DeepEyes: Incentivizing "Thinking with Images" via Reinforcement Learning
Journal:
arXiv
Published Date:
May 20, 2025
Abstract
Large Vision-Language Models (VLMs) have shown strong capabilities in
multimodal understanding and reasoning, yet they are primarily constrained by
text-based reasoning processes. However, achieving seamless integration of
visual and textual reasoning which mirrors human cognitive processes remains a
significant challenge. In particular, effectively incorporating advanced visual
input processing into reasoning mechanisms is still an open question. Thus, in
this paper, we explore the interleaved multimodal reasoning paradigm and
introduce DeepEyes, a model with "thinking with images" capabilities
incentivized through end-to-end reinforcement learning without the need for
cold-start SFT. Notably, this ability emerges natively within the model itself,
leveraging its inherent grounding ability as a tool instead of depending on
separate specialized models.
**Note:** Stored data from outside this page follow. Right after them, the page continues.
//! Shell-backed command runner

use crate::runner::{CommandOutput, CommandRunner, RunnerError};
use async_trait::async_trait;
use std::collections::HashMap;
use tokio::process::Command;
use tracing::debug;

/// Runner that dispatches commands to the platform shell
///
/// Uses `sh -c` on unix and `cmd /C` on Windows. The environment map is
/// appended to the inherited process environment, so exported install paths
/// and injected secrets are visible to the command without being echoed
/// anywhere.
#[derive(Debug, Clone, Default)]
pub struct ShellRunner;

impl ShellRunner {
    pub fn new() -> Self {
        Self
    }

    #[cfg(unix)]
    fn shell_command(command: &str) -> Command {
        let mut cmd = Command::new("sh");
        cmd.arg("-c").arg(command);
        cmd
    }

    #[cfg(windows)]
    fn shell_command(command: &str) -> Command {
        let mut cmd = Command::new("cmd");
        cmd.arg("/C").arg(command);
        cmd
    }
}

#[async_trait]
impl CommandRunner for ShellRunner {
    async fn run(
        &self,
        command: &str,
        env: &HashMap<String, String>,
    ) -> Result<CommandOutput, RunnerError> {
        debug!("dispatching command: {}", command);

        let mut cmd = Self::shell_command(command);
        cmd.envs(env);

        let output = cmd.output().await?;
        let exit_code = output.status.code().ok_or(RunnerError::Signalled)?;

        Ok(CommandOutput {
            exit_code,
            stdout: String::from_utf8_lossy(&output.stdout).into_owned(),
            stderr: String::from_utf8_lossy(&output.stderr).into_owned(),
        })
    }
}
//! Pipeline configuration from YAML

use crate::core::guard::{Guard, Platform, TriggerKind};
use crate::core::step::Step;
use serde::{Deserialize, Serialize};
use std::collections::HashMap;
use std::path::Path;
use thiserror::Error;

/// Errors raised while loading or validating a pipeline configuration
#[derive(Debug, Error)]
pub enum ConfigError {
    #[error("failed to read {path}: {source}")]
    Io {
        path: String,
        source: std::io::Error,
    },

    #[error("malformed pipeline YAML: {0}")]
    Parse(#[from] serde_yaml::Error),

    #[error("duplicate step name: {0}")]
    DuplicateStep(String),

    #[error("step '{0}' has an empty command")]
    EmptyCommand(String),

    #[error("pipeline '{0}' declares no steps")]
    NoSteps(String),

    #[error("step '{step}' has an unless pair for {platform} which its platform list excludes")]
    UnreachableUnless { step: String, platform: Platform },
}

/// Top-level pipeline configuration loaded from YAML
#[derive(Debug, Clone, Serialize, Deserialize)]
pub struct PipelineConfig {
    /// Pipeline name
    pub name: String,

    /// Pipeline version (optional)
    #[serde(default)]
    pub version: Option<String>,

    /// Ordered pipeline steps; execution order is exactly this order
    pub steps: Vec<StepConfig>,
}

/// Step configuration as defined in YAML
#[derive(Debug, Clone, Serialize, Deserialize)]
pub struct StepConfig {
    /// Step name, unique within the pipeline
    pub name: String,

    /// Command handed verbatim to the runner environment
    pub run: String,

    /// Platforms the step runs on (omitted = any)
    #[serde(default)]
    pub platforms: Option<Vec<Platform>>,

    /// Triggers the step runs on (omitted = any)
    #[serde(default)]
    pub triggers: Option<Vec<TriggerKind>>,

    /// Denied (platform, trigger) combinations
    #[serde(default)]
    pub unless: Vec<UnlessConfig>,

    /// Names of secrets the step requires
    #[serde(default)]
    pub secrets: Vec<String>,

    /// Environment assignments applied to the run context when the step
    /// executes
    #[serde(default)]
    pub env: HashMap<String, String>,
}

/// One denied (platform, trigger) combination
#[derive(Debug, Clone, Serialize, Deserialize)]
pub struct UnlessConfig {
    pub platform: Platform,
    pub trigger: TriggerKind,
}

impl StepConfig {
    /// Build the guard predicate this config declares
    pub fn guard(&self) -> Guard {
        Guard {
            platforms: self.platforms.clone(),
            triggers: self.triggers.clone(),
            unless: self.unless.iter().map(|u| (u.platform, u.trigger)).collect(),
        }
    }
}

impl PipelineConfig {
    /// Load pipeline configuration from a YAML file
    pub fn from_file<P: AsRef<Path>>(path: P) -> Result<Self, ConfigError> {
        let content = std::fs::read_to_string(&path).map_err(|source| ConfigError::Io {
            path: path.as_ref().display().to_string(),
            source,
        })?;
        Self::from_yaml(&content)
    }

    /// Parse pipeline configuration from a YAML string
    pub fn from_yaml(yaml: &str) -> Result<Self, ConfigError> {
        let config: PipelineConfig = serde_yaml::from_str(yaml)?;
        config.validate()?;
        Ok(config)
    }

    /// Validate the pipeline configuration
    pub fn validate(&self) -> Result<(), ConfigError> {
        if self.steps.is_empty() {
            return Err(ConfigError::NoSteps(self.name.clone()));
        }

        let mut seen = std::collections::HashSet::new();
        for step in &self.steps {
            if !seen.insert(&step.name) {
                return Err(ConfigError::DuplicateStep(step.name.clone()));
            }

            if step.run.trim().is_empty() {
                return Err(ConfigError::EmptyCommand(step.name.clone()));
            }

            // An unless pair whose platform the allow-list already excludes
            // can never fire; reject it as a declaration mistake.
            if let Some(platforms) = &step.platforms {
                for unless in &step.unless {
                    if !platforms.contains(&unless.platform) {
                        return Err(ConfigError::UnreachableUnless {
                            step: step.name.clone(),
                            platform: unless.platform,
                        });
                    }
                }
            }
        }

        Ok(())
    }

    /// Build the ordered step list this config declares
    pub fn to_steps(&self) -> Vec<Step> {
        self.steps.iter().map(Step::from_config).collect()
    }
}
Specifically, we propose a tool-use-oriented data
selection mechanism and a reward strategy to encourage successful tool-assisted
reasoning trajectories. DeepEyes achieves significant performance gains on
fine-grained perception and reasoning benchmarks and also demonstrates
improvement in grounding, hallucination, and mathematical reasoning tasks.
Interestingly, we observe the distinct evolution of tool-calling behavior from
initial exploration to efficient and accurate exploitation, and diverse
thinking patterns that closely mirror human visual reasoning processes. Code is
available at https://github.com/Visual-Agent/DeepEyes.